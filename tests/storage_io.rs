use chartkit::models::{CanonicalSeries, NamedSeries, PointTag, SeriesPoint};
use chartkit::storage::{save_csv, save_json};
use std::fs;
use tempfile::tempdir;

fn forecast_series() -> CanonicalSeries {
    let mut hist = SeriesPoint::new("Jan", Some(10.0));
    hist.tag = Some(PointTag::Historical);
    let mut fore = SeriesPoint::new("Feb", Some(12.0));
    fore.tag = Some(PointTag::Forecast);
    fore.lower_bound = Some(11.0);
    fore.upper_bound = Some(13.0);
    CanonicalSeries {
        points: vec![hist, fore],
        x_label: "Month".into(),
        y_label: "Sales".into(),
        ..Default::default()
    }
}

#[test]
fn csv_carries_segment_and_bounds() {
    let dir = tempdir().unwrap();
    let path = dir.path().join("series.csv");
    save_csv(&forecast_series(), &path).unwrap();
    let text = fs::read_to_string(&path).unwrap();
    let mut lines = text.lines();
    assert_eq!(
        lines.next().unwrap(),
        "Month,Sales,segment,lower_bound,upper_bound"
    );
    assert_eq!(lines.next().unwrap(), "Jan,10.0,historical,,");
    assert_eq!(lines.next().unwrap(), "Feb,12.0,forecast,11.0,13.0");
}

#[test]
fn csv_flattens_sub_series_after_points() {
    let dir = tempdir().unwrap();
    let path = dir.path().join("multi.csv");
    let series = CanonicalSeries {
        series: vec![NamedSeries {
            name: "alpha".into(),
            points: vec![("a".into(), 1.0)],
        }],
        x_label: "X".into(),
        y_label: "Y".into(),
        ..Default::default()
    };
    save_csv(&series, &path).unwrap();
    let text = fs::read_to_string(&path).unwrap();
    assert!(text.lines().any(|l| l == "a,1.0,alpha,,"));
}

#[test]
fn json_round_trips_the_series() {
    let dir = tempdir().unwrap();
    let path = dir.path().join("series.json");
    let series = forecast_series();
    save_json(&series, &path).unwrap();
    let text = fs::read_to_string(&path).unwrap();
    let back: CanonicalSeries = serde_json::from_str(&text).unwrap();
    assert_eq!(back, series);
}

______

Your task is to return each line of the data above that contains the string "CanonicalSeries".

→ Answer:
use chartkit::models::{CanonicalSeries, NamedSeries, PointTag, SeriesPoint};
fn forecast_series() -> CanonicalSeries {
    CanonicalSeries {
    let series = CanonicalSeries {
    let back: CanonicalSeries = serde_json::from_str(&text).unwrap();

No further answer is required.